• [Record set]
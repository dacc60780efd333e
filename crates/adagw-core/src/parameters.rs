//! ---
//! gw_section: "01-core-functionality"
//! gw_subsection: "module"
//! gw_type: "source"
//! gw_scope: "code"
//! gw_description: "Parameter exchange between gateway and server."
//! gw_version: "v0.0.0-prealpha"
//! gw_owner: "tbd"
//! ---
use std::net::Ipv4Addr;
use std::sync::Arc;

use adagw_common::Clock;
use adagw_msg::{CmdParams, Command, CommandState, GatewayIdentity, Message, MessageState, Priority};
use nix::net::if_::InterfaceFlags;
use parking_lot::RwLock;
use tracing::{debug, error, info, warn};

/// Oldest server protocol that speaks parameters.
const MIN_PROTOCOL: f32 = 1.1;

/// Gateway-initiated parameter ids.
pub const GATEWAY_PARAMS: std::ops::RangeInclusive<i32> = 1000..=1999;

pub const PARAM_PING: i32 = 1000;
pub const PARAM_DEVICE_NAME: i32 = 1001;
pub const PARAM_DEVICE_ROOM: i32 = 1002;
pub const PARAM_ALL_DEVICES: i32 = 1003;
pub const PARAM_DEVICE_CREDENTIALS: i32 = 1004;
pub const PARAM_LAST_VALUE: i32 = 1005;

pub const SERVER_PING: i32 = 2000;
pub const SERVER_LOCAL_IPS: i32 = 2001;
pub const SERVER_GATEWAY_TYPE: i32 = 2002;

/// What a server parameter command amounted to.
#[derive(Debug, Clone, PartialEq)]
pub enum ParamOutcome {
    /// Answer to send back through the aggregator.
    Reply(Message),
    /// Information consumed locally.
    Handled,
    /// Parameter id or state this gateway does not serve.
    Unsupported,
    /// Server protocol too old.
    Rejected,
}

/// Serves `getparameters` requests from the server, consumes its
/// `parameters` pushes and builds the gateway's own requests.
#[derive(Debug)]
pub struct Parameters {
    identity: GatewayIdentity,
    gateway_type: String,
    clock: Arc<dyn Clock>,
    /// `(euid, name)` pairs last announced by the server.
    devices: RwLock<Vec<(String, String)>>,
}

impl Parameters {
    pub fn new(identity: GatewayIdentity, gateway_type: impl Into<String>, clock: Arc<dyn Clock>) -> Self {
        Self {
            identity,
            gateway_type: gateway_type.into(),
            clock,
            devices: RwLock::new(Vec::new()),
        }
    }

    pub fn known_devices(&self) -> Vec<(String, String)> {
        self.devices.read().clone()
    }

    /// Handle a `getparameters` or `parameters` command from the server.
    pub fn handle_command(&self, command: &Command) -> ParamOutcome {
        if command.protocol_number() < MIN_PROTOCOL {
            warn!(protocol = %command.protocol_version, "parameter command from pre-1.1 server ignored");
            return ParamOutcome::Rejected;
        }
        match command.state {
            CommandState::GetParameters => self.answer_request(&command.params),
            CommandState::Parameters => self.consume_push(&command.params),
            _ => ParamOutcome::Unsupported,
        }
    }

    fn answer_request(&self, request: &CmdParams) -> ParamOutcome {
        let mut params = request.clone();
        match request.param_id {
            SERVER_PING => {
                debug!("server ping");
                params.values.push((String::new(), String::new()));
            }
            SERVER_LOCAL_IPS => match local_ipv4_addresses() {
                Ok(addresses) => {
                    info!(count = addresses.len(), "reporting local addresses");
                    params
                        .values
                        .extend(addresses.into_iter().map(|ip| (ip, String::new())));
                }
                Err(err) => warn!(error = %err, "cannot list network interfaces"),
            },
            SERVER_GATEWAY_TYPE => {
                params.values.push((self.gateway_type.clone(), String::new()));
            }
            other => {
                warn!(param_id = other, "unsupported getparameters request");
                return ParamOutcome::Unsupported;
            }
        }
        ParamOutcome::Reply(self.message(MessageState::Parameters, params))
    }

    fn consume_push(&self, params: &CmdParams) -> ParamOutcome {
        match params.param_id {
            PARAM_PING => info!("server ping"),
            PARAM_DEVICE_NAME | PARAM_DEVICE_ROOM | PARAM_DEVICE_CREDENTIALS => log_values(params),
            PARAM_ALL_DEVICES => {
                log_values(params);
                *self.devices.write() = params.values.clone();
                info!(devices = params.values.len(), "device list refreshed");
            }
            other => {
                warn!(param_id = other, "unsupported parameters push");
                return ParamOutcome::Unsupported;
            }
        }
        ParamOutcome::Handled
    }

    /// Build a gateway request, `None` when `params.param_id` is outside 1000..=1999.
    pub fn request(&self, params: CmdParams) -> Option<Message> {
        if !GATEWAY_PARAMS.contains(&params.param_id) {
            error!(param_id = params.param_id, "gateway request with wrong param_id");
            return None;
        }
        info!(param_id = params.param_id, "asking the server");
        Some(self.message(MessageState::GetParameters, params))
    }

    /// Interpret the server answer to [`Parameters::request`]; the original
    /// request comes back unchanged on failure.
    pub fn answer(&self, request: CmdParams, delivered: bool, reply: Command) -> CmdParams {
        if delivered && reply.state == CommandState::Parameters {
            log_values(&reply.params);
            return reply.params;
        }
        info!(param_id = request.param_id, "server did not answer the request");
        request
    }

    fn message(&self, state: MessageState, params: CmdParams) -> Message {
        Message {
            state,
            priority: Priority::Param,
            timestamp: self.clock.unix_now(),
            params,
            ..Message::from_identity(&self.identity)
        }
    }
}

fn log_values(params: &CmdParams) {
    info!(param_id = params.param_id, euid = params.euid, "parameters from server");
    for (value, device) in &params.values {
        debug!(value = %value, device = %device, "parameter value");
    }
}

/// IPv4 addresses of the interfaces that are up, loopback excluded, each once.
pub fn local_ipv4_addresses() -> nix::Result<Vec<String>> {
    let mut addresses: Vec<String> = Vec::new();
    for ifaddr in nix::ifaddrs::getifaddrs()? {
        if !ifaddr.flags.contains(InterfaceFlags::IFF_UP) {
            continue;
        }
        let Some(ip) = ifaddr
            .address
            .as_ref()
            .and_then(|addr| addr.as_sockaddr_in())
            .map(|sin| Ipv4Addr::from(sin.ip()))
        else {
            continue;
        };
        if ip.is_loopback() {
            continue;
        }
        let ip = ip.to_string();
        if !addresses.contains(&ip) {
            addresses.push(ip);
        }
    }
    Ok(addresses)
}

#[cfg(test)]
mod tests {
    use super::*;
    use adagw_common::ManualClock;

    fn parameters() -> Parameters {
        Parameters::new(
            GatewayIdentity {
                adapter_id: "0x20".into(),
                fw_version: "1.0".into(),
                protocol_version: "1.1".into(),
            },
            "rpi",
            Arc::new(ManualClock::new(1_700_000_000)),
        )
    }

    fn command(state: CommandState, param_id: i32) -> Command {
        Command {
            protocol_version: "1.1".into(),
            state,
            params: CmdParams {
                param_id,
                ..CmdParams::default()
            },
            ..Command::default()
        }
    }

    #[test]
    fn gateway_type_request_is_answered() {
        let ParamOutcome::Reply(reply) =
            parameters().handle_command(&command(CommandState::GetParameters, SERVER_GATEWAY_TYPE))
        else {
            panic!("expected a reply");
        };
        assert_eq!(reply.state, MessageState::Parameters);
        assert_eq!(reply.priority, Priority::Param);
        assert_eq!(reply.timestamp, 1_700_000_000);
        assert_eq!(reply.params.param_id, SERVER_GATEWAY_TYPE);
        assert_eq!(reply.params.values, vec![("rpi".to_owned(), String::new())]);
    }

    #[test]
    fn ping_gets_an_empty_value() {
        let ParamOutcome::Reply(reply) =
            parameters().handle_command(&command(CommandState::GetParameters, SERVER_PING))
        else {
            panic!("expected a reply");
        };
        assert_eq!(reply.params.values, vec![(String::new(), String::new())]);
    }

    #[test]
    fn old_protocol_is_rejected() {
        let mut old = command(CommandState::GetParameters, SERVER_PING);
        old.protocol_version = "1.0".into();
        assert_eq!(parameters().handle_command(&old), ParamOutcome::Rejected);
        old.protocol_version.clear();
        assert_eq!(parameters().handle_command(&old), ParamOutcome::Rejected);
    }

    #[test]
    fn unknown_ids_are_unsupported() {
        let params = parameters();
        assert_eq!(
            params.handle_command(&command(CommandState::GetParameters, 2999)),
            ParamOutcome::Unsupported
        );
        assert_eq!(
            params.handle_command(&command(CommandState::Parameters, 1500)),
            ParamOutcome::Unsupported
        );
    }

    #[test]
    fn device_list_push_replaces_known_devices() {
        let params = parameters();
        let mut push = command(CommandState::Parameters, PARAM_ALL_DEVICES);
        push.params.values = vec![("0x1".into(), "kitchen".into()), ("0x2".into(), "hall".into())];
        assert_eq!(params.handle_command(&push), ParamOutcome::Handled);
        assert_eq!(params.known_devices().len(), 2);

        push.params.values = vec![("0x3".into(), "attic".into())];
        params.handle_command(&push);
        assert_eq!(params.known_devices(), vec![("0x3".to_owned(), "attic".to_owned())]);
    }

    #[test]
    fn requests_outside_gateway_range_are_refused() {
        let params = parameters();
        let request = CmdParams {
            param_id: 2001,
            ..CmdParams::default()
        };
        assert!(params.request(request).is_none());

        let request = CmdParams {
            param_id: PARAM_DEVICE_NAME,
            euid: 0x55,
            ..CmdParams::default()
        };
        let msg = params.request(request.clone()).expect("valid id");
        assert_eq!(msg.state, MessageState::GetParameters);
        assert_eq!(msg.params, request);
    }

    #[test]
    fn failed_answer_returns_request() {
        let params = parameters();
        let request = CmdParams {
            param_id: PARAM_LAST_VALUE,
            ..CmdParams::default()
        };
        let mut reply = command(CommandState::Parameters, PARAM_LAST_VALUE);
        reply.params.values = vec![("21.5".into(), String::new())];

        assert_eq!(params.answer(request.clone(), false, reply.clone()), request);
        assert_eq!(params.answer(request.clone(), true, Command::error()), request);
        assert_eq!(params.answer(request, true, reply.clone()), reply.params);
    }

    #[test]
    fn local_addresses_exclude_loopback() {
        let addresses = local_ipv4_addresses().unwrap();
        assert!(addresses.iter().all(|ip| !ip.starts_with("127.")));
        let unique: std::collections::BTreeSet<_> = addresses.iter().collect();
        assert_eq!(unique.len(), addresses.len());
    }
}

* * *

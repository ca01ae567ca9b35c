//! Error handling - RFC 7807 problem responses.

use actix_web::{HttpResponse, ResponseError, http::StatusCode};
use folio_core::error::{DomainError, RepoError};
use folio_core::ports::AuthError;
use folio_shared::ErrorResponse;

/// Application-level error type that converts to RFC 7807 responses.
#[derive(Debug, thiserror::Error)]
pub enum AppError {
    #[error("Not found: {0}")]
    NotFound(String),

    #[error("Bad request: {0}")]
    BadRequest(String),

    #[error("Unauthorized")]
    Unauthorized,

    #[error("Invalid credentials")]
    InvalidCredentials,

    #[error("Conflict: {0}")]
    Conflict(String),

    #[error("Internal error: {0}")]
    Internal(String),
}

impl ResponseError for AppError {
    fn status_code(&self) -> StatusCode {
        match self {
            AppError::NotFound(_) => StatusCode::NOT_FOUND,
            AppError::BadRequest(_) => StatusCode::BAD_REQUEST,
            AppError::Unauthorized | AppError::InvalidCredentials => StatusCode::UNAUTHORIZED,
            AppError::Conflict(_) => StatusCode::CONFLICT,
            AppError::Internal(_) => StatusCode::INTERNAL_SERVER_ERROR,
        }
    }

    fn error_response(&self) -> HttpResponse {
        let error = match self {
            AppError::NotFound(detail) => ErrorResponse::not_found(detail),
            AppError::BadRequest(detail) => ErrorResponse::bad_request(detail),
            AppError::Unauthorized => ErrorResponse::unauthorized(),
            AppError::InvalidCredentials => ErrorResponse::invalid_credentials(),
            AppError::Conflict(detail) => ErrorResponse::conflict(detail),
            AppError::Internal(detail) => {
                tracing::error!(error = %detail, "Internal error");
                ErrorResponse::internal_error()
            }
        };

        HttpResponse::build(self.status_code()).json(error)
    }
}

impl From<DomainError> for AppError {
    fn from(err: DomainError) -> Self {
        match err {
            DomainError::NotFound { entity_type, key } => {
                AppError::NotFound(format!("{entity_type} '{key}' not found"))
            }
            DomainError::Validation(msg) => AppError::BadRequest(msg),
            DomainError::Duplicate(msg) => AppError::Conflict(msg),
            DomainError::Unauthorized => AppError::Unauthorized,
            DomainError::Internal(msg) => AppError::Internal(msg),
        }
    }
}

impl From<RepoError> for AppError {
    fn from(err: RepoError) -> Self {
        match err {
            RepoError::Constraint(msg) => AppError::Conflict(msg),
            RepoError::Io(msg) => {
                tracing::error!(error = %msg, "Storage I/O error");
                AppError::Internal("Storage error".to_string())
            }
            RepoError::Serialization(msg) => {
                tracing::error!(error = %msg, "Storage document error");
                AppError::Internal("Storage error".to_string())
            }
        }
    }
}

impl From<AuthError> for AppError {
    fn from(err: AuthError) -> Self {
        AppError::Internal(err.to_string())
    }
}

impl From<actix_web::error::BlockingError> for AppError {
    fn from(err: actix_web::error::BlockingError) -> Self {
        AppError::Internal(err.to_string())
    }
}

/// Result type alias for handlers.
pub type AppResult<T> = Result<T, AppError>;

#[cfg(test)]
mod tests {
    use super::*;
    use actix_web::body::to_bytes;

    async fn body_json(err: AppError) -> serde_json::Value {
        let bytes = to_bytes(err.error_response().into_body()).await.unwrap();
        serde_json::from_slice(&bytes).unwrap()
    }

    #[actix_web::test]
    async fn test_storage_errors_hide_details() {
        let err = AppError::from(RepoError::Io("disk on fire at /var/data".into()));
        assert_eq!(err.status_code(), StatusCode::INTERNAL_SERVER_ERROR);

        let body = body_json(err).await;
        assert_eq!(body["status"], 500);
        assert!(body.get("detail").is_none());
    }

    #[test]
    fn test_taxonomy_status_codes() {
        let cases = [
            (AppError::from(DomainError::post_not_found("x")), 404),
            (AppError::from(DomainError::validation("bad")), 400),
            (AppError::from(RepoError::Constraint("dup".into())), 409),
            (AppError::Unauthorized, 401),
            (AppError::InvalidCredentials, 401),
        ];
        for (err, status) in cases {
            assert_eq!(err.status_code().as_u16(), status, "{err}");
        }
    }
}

* * *

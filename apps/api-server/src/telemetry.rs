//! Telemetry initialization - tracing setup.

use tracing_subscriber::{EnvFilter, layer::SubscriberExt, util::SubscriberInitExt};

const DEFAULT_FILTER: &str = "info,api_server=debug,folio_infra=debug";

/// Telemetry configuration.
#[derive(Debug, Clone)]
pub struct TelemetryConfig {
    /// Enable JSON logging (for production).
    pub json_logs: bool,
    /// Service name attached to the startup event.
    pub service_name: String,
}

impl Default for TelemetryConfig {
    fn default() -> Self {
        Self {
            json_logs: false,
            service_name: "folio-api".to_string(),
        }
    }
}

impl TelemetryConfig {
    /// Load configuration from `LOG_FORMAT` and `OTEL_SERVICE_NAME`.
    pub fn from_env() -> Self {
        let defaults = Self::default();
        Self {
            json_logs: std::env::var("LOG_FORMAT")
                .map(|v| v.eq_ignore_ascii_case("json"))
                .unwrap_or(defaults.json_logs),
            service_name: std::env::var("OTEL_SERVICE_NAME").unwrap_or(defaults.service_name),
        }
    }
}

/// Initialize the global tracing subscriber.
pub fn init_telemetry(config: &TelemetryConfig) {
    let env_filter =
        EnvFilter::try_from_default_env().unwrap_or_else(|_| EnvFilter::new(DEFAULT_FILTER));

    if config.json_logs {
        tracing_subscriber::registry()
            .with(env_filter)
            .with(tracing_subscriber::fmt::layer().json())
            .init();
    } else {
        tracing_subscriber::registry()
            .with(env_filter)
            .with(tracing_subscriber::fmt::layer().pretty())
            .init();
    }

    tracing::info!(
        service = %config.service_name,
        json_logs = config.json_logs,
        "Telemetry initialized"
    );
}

• [Task statement]
The expected answer is every line in the data above that carries the string "repository".

• [Written answer]
repository dacc60780efd333e
repository ca01ae567ca9b35c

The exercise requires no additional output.